Costantino Dardi scriveva in quegli anni: ”La Nuova Architettura compie un’opera di desemantizzazione sul materiale linguistico dell’architettura moderna: la correlazione segno-significato, come il rapporto forma-funzione, elementi linguistici profondamente caratterizzanti il Movimento Moderno, le finestre a nastro, subiscono ora una profonda modificazione: un progressivo allentamento delle condizioni di necessarietà”

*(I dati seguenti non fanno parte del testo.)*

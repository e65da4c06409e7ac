//! The host key/value store abstraction and its in-memory backend.

use std::cell::RefCell;
use std::collections::BTreeMap;
use std::fmt::Debug;
use std::rc::Rc;

use crate::StorageError;

/// A string-keyed, string-valued store provided by the host environment.
///
/// All methods take `&self`: backends use interior mutability, the same
/// way the browser's `Storage` object behaves. Stores are single-threaded.
pub trait KeyValueStore: Debug {
    /// Read a value. Returns `Ok(None)` if the key does not exist.
    fn get(&self, key: &str) -> Result<Option<String>, StorageError>;

    /// Insert or replace a value.
    fn set(&self, key: &str, value: &str) -> Result<(), StorageError>;

    /// Remove a value. Succeeds even if the key did not exist.
    fn remove(&self, key: &str) -> Result<(), StorageError>;

    /// List all keys, sorted.
    fn keys(&self) -> Result<Vec<String>, StorageError>;
}

impl<S: KeyValueStore + ?Sized> KeyValueStore for &S {
    fn get(&self, key: &str) -> Result<Option<String>, StorageError> {
        (**self).get(key)
    }

    fn set(&self, key: &str, value: &str) -> Result<(), StorageError> {
        (**self).set(key, value)
    }

    fn remove(&self, key: &str) -> Result<(), StorageError> {
        (**self).remove(key)
    }

    fn keys(&self) -> Result<Vec<String>, StorageError> {
        (**self).keys()
    }
}

/// In-memory store.
///
/// Clones share the same underlying map, so a test can hand one clone to a
/// component and inspect the persisted state through another.
#[derive(Debug, Clone, Default)]
pub struct MemoryStore {
    entries: Rc<RefCell<BTreeMap<String, String>>>,
    quota: Option<usize>,
}

impl MemoryStore {
    /// Create an empty, unbounded store.
    pub fn new() -> Self {
        Self::default()
    }

    /// Create an empty store that rejects writes once keys plus values
    /// would exceed `bytes`, mirroring a browser storage quota.
    pub fn with_quota(bytes: usize) -> Self {
        Self {
            entries: Rc::default(),
            quota: Some(bytes),
        }
    }

    /// Total size of all keys and values in bytes.
    pub fn used_bytes(&self) -> usize {
        self.entries
            .borrow()
            .iter()
            .map(|(k, v)| k.len() + v.len())
            .sum()
    }

    /// Number of stored entries.
    pub fn len(&self) -> usize {
        self.entries.borrow().len()
    }

    /// Check if the store holds no entries.
    pub fn is_empty(&self) -> bool {
        self.entries.borrow().is_empty()
    }
}

impl KeyValueStore for MemoryStore {
    fn get(&self, key: &str) -> Result<Option<String>, StorageError> {
        Ok(self.entries.borrow().get(key).cloned())
    }

    fn set(&self, key: &str, value: &str) -> Result<(), StorageError> {
        if let Some(quota) = self.quota {
            let replaced = self
                .entries
                .borrow()
                .get(key)
                .map(|old| key.len() + old.len())
                .unwrap_or(0);
            let attempted = self.used_bytes() - replaced + key.len() + value.len();
            if attempted > quota {
                return Err(StorageError::QuotaExceeded {
                    key: key.to_string(),
                    attempted,
                    quota,
                });
            }
        }

        self.entries
            .borrow_mut()
            .insert(key.to_string(), value.to_string());
        Ok(())
    }

    fn remove(&self, key: &str) -> Result<(), StorageError> {
        self.entries.borrow_mut().remove(key);
        Ok(())
    }

    fn keys(&self) -> Result<Vec<String>, StorageError> {
        Ok(self.entries.borrow().keys().cloned().collect())
    }
}

#[cfg(test)]
mod tests {
    use super::*;

    #[test]
    fn test_get_missing_key() {
        let store = MemoryStore::new();
        assert_eq!(store.get("cart").unwrap(), None);
    }

    #[test]
    fn test_set_get_remove() {
        let store = MemoryStore::new();
        store.set("cart", "[]").unwrap();
        assert_eq!(store.get("cart").unwrap().as_deref(), Some("[]"));

        store.remove("cart").unwrap();
        assert_eq!(store.get("cart").unwrap(), None);
        // Removing again is fine
        store.remove("cart").unwrap();
    }

    #[test]
    fn test_clones_share_entries() {
        let store = MemoryStore::new();
        let view = store.clone();
        store.set("theme", "dark").unwrap();
        assert_eq!(view.get("theme").unwrap().as_deref(), Some("dark"));
        assert_eq!(view.len(), 1);
    }

    #[test]
    fn test_keys_sorted() {
        let store = MemoryStore::new();
        store.set("b", "2").unwrap();
        store.set("a", "1").unwrap();
        assert_eq!(store.keys().unwrap(), vec!["a", "b"]);
    }

    #[test]
    fn test_quota_rejects_oversized_write() {
        let store = MemoryStore::with_quota(10);
        store.set("cart", "[]").unwrap(); // 6 bytes

        let err = store.set("cart", "[1,2,3,4,5]").unwrap_err();
        assert!(matches!(
            err,
            StorageError::QuotaExceeded { attempted: 15, quota: 10, .. }
        ));
        // Previous value survives the rejected write
        assert_eq!(store.get("cart").unwrap().as_deref(), Some("[]"));
    }

    #[test]
    fn test_quota_counts_replacement_not_sum() {
        let store = MemoryStore::with_quota(8);
        store.set("k", "1234567").unwrap();
        store.set("k", "7654321").unwrap();
        assert_eq!(store.used_bytes(), 8);
    }
}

Il “diritto dell’espressione al di sopra della pura funzione” comportava una composizione di oggetti e di architetture che riscoprono forme compatte, con una logica geometrica a volte elementare da cui deriva una chiara leggibilità dell’opera, alle volte anticipatrice del risultato finale, che la cultura funzionalista e della pianta libera non ammetteva.

DL. In quali altri progetti possiamo cogliere questa sua ricerca attenta e incuriosita di nuove geometrie compositive nello sviluppo del progetto?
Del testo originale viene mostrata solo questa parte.